> _WHAT YOU SHOULD DO_: Repeat the whole listing exactly as written.
┄┄┄┄┄┄┄┄┄┄
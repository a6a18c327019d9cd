// src/presentation/http/extractors.rs
use crate::{
    application::{dto::AuthenticatedUser, error::ApplicationError},
    presentation::http::state::HttpState,
};
use axum::{Extension, extract::FromRequestParts, http::request::Parts};
use headers::{Authorization, HeaderMapExt, authorization::Bearer};

use super::error::HttpError;

#[derive(Debug, Clone)]
pub struct Authenticated(pub AuthenticatedUser);

#[derive(Debug, Clone)]
pub struct MaybeAuthenticated(pub Option<AuthenticatedUser>);

impl<S> FromRequestParts<S> for Authenticated
where
    S: Send + Sync,
{
    type Rejection = HttpError;

    async fn from_request_parts(parts: &mut Parts, state: &S) -> Result<Self, Self::Rejection> {
        let Extension(app_state) = Extension::<HttpState>::from_request_parts(parts, state)
            .await
            .map_err(|_| {
                HttpError::from_error(ApplicationError::Infrastructure(
                    "application state missing".into(),
                ))
            })?;

        let header = parts
            .headers
            .typed_get::<Authorization<Bearer>>()
            .ok_or_else(|| {
                HttpError::from_error(ApplicationError::Unauthorized(
                    "missing Authorization header".into(),
                ))
            })?;

        let token = header.token();
        let manager = app_state.services.token_manager();
        let user = manager
            .authenticate(token)
            .await
            .map_err(HttpError::from_error)?;

        Ok(Self(user))
    }
}

impl<S> FromRequestParts<S> for MaybeAuthenticated
where
    S: Send + Sync,
{
    type Rejection = HttpError;

    async fn from_request_parts(parts: &mut Parts, state: &S) -> Result<Self, Self::Rejection> {
        if parts.headers.typed_get::<Authorization<Bearer>>().is_some() {
            let Authenticated(user) = Authenticated::from_request_parts(parts, state).await?;
            Ok(Self(Some(user)))
        } else {
            Ok(Self(None))
        }
    }
}
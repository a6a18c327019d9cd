// src/infrastructure/repositories/postgres_post.rs
use super::map_sqlx;
use crate::domain::category::CategoryId;
use crate::domain::errors::{DomainError, DomainResult};
use crate::domain::post::{
    NewPost, Post, PostBody, PostId, PostReadRepository, PostTitle, PostUpdate,
    PostWriteRepository,
};
use crate::domain::slugs::{Slug, SlugIndex};
use crate::domain::user::UserId;
use async_trait::async_trait;
use chrono::{DateTime, Utc};
use sqlx::{FromRow, PgPool};

const POST_COLUMNS: &str =
    "id, title, body, slug, likes, dislikes, author_id, category_id, created_at, updated_at";

#[derive(Clone)]
pub struct PostgresPostWriteRepository {
    pool: PgPool,
}

impl PostgresPostWriteRepository {
    pub fn new(pool: PgPool) -> Self {
        Self { pool }
    }
}

#[derive(Clone)]
pub struct PostgresPostReadRepository {
    pool: PgPool,
}

impl PostgresPostReadRepository {
    pub fn new(pool: PgPool) -> Self {
        Self { pool }
    }
}

#[derive(Debug, FromRow)]
struct PostRow {
    id: i64,
    title: String,
    body: String,
    slug: String,
    likes: i32,
    dislikes: i32,
    author_id: Option<i64>,
    category_id: i64,
    created_at: DateTime<Utc>,
    updated_at: DateTime<Utc>,
}

impl TryFrom<PostRow> for Post {
    type Error = DomainError;

    fn try_from(row: PostRow) -> Result<Self, Self::Error> {
        Ok(Post {
            id: PostId::new(row.id)?,
            title: PostTitle::new(row.title)?,
            body: PostBody::new(row.body)?,
            slug: Slug::new(row.slug)?,
            likes: row.likes,
            dislikes: row.dislikes,
            author_id: row.author_id.map(UserId::new).transpose()?,
            category_id: CategoryId::new(row.category_id)?,
            created_at: row.created_at,
            updated_at: row.updated_at,
        })
    }
}

#[async_trait]
impl PostWriteRepository for PostgresPostWriteRepository {
    async fn insert(&self, post: NewPost) -> DomainResult<Post> {
        let NewPost {
            title,
            body,
            slug,
            author_id,
            category_id,
            created_at,
            updated_at,
        } = post;

        let row = sqlx::query_as::<_, PostRow>(&format!(
            "INSERT INTO posts (title, body, slug, author_id, category_id, created_at, updated_at)
             VALUES ($1, $2, $3, $4, $5, $6, $7)
             RETURNING {POST_COLUMNS}"
        ))
        .bind(title.as_str())
        .bind(body.as_str())
        .bind(slug.as_str())
        .bind(author_id.map(i64::from))
        .bind(i64::from(category_id))
        .bind(created_at)
        .bind(updated_at)
        .fetch_one(&self.pool)
        .await
        .map_err(map_sqlx)?;

        Post::try_from(row)
    }

    async fn update(&self, update: PostUpdate) -> DomainResult<Post> {
        let PostUpdate {
            id,
            title,
            body,
            category_id,
            updated_at,
        } = update;

        let row = sqlx::query_as::<_, PostRow>(&format!(
            "UPDATE posts SET title = $1, body = $2, category_id = $3, updated_at = $4
             WHERE id = $5
             RETURNING {POST_COLUMNS}"
        ))
        .bind(title.as_str())
        .bind(body.as_str())
        .bind(i64::from(category_id))
        .bind(updated_at)
        .bind(i64::from(id))
        .fetch_optional(&self.pool)
        .await
        .map_err(map_sqlx)?;

        let row = row.ok_or_else(|| DomainError::NotFound("post not found".into()))?;
        Post::try_from(row)
    }

    async fn delete(&self, id: PostId) -> DomainResult<()> {
        let result = sqlx::query("DELETE FROM posts WHERE id = $1")
            .bind(i64::from(id))
            .execute(&self.pool)
            .await
            .map_err(map_sqlx)?;
        if result.rows_affected() == 0 {
            return Err(DomainError::NotFound("post not found".into()));
        }
        Ok(())
    }
}

#[async_trait]
impl PostReadRepository for PostgresPostReadRepository {
    async fn find_by_id(&self, id: PostId) -> DomainResult<Option<Post>> {
        let row = sqlx::query_as::<_, PostRow>(&format!(
            "SELECT {POST_COLUMNS} FROM posts WHERE id = $1"
        ))
        .bind(i64::from(id))
        .fetch_optional(&self.pool)
        .await
        .map_err(map_sqlx)?;

        row.map(Post::try_from).transpose()
    }

    async fn find_by_slug(&self, slug: &Slug) -> DomainResult<Option<Post>> {
        let row = sqlx::query_as::<_, PostRow>(&format!(
            "SELECT {POST_COLUMNS} FROM posts WHERE slug = $1"
        ))
        .bind(slug.as_str())
        .fetch_optional(&self.pool)
        .await
        .map_err(map_sqlx)?;

        row.map(Post::try_from).transpose()
    }

    async fn list_page(&self, page: u32, page_size: u32) -> DomainResult<(Vec<Post>, u64)> {
        let limit = i64::from(page_size);
        let offset = i64::from(page.saturating_sub(1)) * limit;

        let total: (i64,) = sqlx::query_as("SELECT COUNT(*) FROM posts")
            .fetch_one(&self.pool)
            .await
            .map_err(map_sqlx)?;

        let rows = sqlx::query_as::<_, PostRow>(&format!(
            "SELECT {POST_COLUMNS} FROM posts ORDER BY id DESC LIMIT $1 OFFSET $2"
        ))
        .bind(limit)
        .bind(offset)
        .fetch_all(&self.pool)
        .await
        .map_err(map_sqlx)?;

        let posts = rows
            .into_iter()
            .map(Post::try_from)
            .collect::<Result<Vec<_>, _>>()?;

        Ok((posts, total.0.max(0) as u64))
    }
}

#[async_trait]
impl SlugIndex for PostgresPostReadRepository {
    async fn slug_exists(&self, slug: &str) -> DomainResult<bool> {
        let exists: (bool,) = sqlx::query_as("SELECT EXISTS (SELECT 1 FROM posts WHERE slug = $1)")
            .bind(slug)
            .fetch_one(&self.pool)
            .await
            .map_err(map_sqlx)?;
        Ok(exists.0)
    }
}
┄┄┄┄┄┄┄┄┄┄
> _TASK SOLUTION_:
repository a6a18c327019d9cd
// src/presentation/http/extractors.rs
use crate::{
    application::{dto::AuthenticatedUser, error::ApplicationError},
    presentation::http::state::HttpState,
};
use axum::{Extension, extract::FromRequestParts, http::request::Parts};
use headers::{Authorization, HeaderMapExt, authorization::Bearer};

use super::error::HttpError;

#[derive(Debug, Clone)]
pub struct Authenticated(pub AuthenticatedUser);

#[derive(Debug, Clone)]
pub struct MaybeAuthenticated(pub Option<AuthenticatedUser>);

impl<S> FromRequestParts<S> for Authenticated
where
    S: Send + Sync,
{
    type Rejection = HttpError;

    async fn from_request_parts(parts: &mut Parts, state: &S) -> Result<Self, Self::Rejection> {
        let Extension(app_state) = Extension::<HttpState>::from_request_parts(parts, state)
            .await
            .map_err(|_| {
                HttpError::from_error(ApplicationError::Infrastructure(
                    "application state missing".into(),
                ))
            })?;

        let header = parts
            .headers
            .typed_get::<Authorization<Bearer>>()
            .ok_or_else(|| {
                HttpError::from_error(ApplicationError::Unauthorized(
                    "missing Authorization header".into(),
                ))
            })?;

        let token = header.token();
        let manager = app_state.services.token_manager();
        let user = manager
            .authenticate(token)
            .await
            .map_err(HttpError::from_error)?;

        Ok(Self(user))
    }
}

impl<S> FromRequestParts<S> for MaybeAuthenticated
where
    S: Send + Sync,
{
    type Rejection = HttpError;

    async fn from_request_parts(parts: &mut Parts, state: &S) -> Result<Self, Self::Rejection> {
        if parts.headers.typed_get::<Authorization<Bearer>>().is_some() {
            let Authenticated(user) = Authenticated::from_request_parts(parts, state).await?;
            Ok(Self(Some(user)))
        } else {
            Ok(Self(None))
        }
    }
}
repository a6a18c327019d9cd
// src/infrastructure/repositories/postgres_post.rs
use super::map_sqlx;
use crate::domain::category::CategoryId;
use crate::domain::errors::{DomainError, DomainResult};
use crate::domain::post::{
    NewPost, Post, PostBody, PostId, PostReadRepository, PostTitle, PostUpdate,
    PostWriteRepository,
};
use crate::domain::slugs::{Slug, SlugIndex};
use crate::domain::user::UserId;
use async_trait::async_trait;
use chrono::{DateTime, Utc};
use sqlx::{FromRow, PgPool};

const POST_COLUMNS: &str =
    "id, title, body, slug, likes, dislikes, author_id, category_id, created_at, updated_at";

#[derive(Clone)]
pub struct PostgresPostWriteRepository {
    pool: PgPool,
}

impl PostgresPostWriteRepository {
    pub fn new(pool: PgPool) -> Self {
        Self { pool }
    }
}

#[derive(Clone)]
pub struct PostgresPostReadRepository {
    pool: PgPool,
}

impl PostgresPostReadRepository {
    pub fn new(pool: PgPool) -> Self {
        Self { pool }
    }
}

#[derive(Debug, FromRow)]
struct PostRow {
    id: i64,
    title: String,
    body: String,
    slug: String,
    likes: i32,
    dislikes: i32,
    author_id: Option<i64>,
    category_id: i64,
    created_at: DateTime<Utc>,
    updated_at: DateTime<Utc>,
}

impl TryFrom<PostRow> for Post {
    type Error = DomainError;

    fn try_from(row: PostRow) -> Result<Self, Self::Error> {
        Ok(Post {
            id: PostId::new(row.id)?,
            title: PostTitle::new(row.title)?,
            body: PostBody::new(row.body)?,
            slug: Slug::new(row.slug)?,
            likes: row.likes,
            dislikes: row.dislikes,
            author_id: row.author_id.map(UserId::new).transpose()?,
            category_id: CategoryId::new(row.category_id)?,
            created_at: row.created_at,
            updated_at: row.updated_at,
        })
    }
}

#[async_trait]
impl PostWriteRepository for PostgresPostWriteRepository {
    async fn insert(&self, post: NewPost) -> DomainResult<Post> {
        let NewPost {
            title,
            body,
            slug,
            author_id,
            category_id,
            created_at,
            updated_at,
        } = post;

        let row = sqlx::query_as::<_, PostRow>(&format!(
            "INSERT INTO posts (title, body, slug, author_id, category_id, created_at, updated_at)
             VALUES ($1, $2, $3, $4, $5, $6, $7)
             RETURNING {POST_COLUMNS}"
        ))
        .bind(title.as_str())
        .bind(body.as_str())
        .bind(slug.as_str())
        .bind(author_id.map(i64::from))
        .bind(i64::from(category_id))
        .bind(created_at)
        .bind(updated_at)
        .fetch_one(&self.pool)
        .await
        .map_err(map_sqlx)?;

        Post::try_from(row)
    }

    async fn update(&self, update: PostUpdate) -> DomainResult<Post> {
        let PostUpdate {
            id,
            title,
            body,
            category_id,
            updated_at,
        } = update;

        let row = sqlx::query_as::<_, PostRow>(&format!(
            "UPDATE posts SET title = $1, body = $2, category_id = $3, updated_at = $4
             WHERE id = $5
             RETURNING {POST_COLUMNS}"
        ))
        .bind(title.as_str())
        .bind(body.as_str())
        .bind(i64::from(category_id))
        .bind(updated_at)
        .bind(i64::from(id))
        .fetch_optional(&self.pool)
        .await
        .map_err(map_sqlx)?;

        let row = row.ok_or_else(|| DomainError::NotFound("post not found".into()))?;
        Post::try_from(row)
    }

    async fn delete(&self, id: PostId) -> DomainResult<()> {
        let result = sqlx::query("DELETE FROM posts WHERE id = $1")
            .bind(i64::from(id))
            .execute(&self.pool)
            .await
            .map_err(map_sqlx)?;
        if result.rows_affected() == 0 {
            return Err(DomainError::NotFound("post not found".into()));
        }
        Ok(())
    }
}

#[async_trait]
impl PostReadRepository for PostgresPostReadRepository {
    async fn find_by_id(&self, id: PostId) -> DomainResult<Option<Post>> {
        let row = sqlx::query_as::<_, PostRow>(&format!(
            "SELECT {POST_COLUMNS} FROM posts WHERE id = $1"
        ))
        .bind(i64::from(id))
        .fetch_optional(&self.pool)
        .await
        .map_err(map_sqlx)?;

        row.map(Post::try_from).transpose()
    }

    async fn find_by_slug(&self, slug: &Slug) -> DomainResult<Option<Post>> {
        let row = sqlx::query_as::<_, PostRow>(&format!(
            "SELECT {POST_COLUMNS} FROM posts WHERE slug = $1"
        ))
        .bind(slug.as_str())
        .fetch_optional(&self.pool)
        .await
        .map_err(map_sqlx)?;

        row.map(Post::try_from).transpose()
    }

    async fn list_page(&self, page: u32, page_size: u32) -> DomainResult<(Vec<Post>, u64)> {
        let limit = i64::from(page_size);
        let offset = i64::from(page.saturating_sub(1)) * limit;

        let total: (i64,) = sqlx::query_as("SELECT COUNT(*) FROM posts")
            .fetch_one(&self.pool)
            .await
            .map_err(map_sqlx)?;

        let rows = sqlx::query_as::<_, PostRow>(&format!(
            "SELECT {POST_COLUMNS} FROM posts ORDER BY id DESC LIMIT $1 OFFSET $2"
        ))
        .bind(limit)
        .bind(offset)
        .fetch_all(&self.pool)
        .await
        .map_err(map_sqlx)?;

        let posts = rows
            .into_iter()
            .map(Post::try_from)
            .collect::<Result<Vec<_>, _>>()?;

        Ok((posts, total.0.max(0) as u64))
    }
}

#[async_trait]
impl SlugIndex for PostgresPostReadRepository {
    async fn slug_exists(&self, slug: &str) -> DomainResult<bool> {
        let exists: (bool,) = sqlx::query_as("SELECT EXISTS (SELECT 1 FROM posts WHERE slug = $1)")
            .bind(slug)
            .fetch_one(&self.pool)
            .await
            .map_err(map_sqlx)?;
        Ok(exists.0)
    }
}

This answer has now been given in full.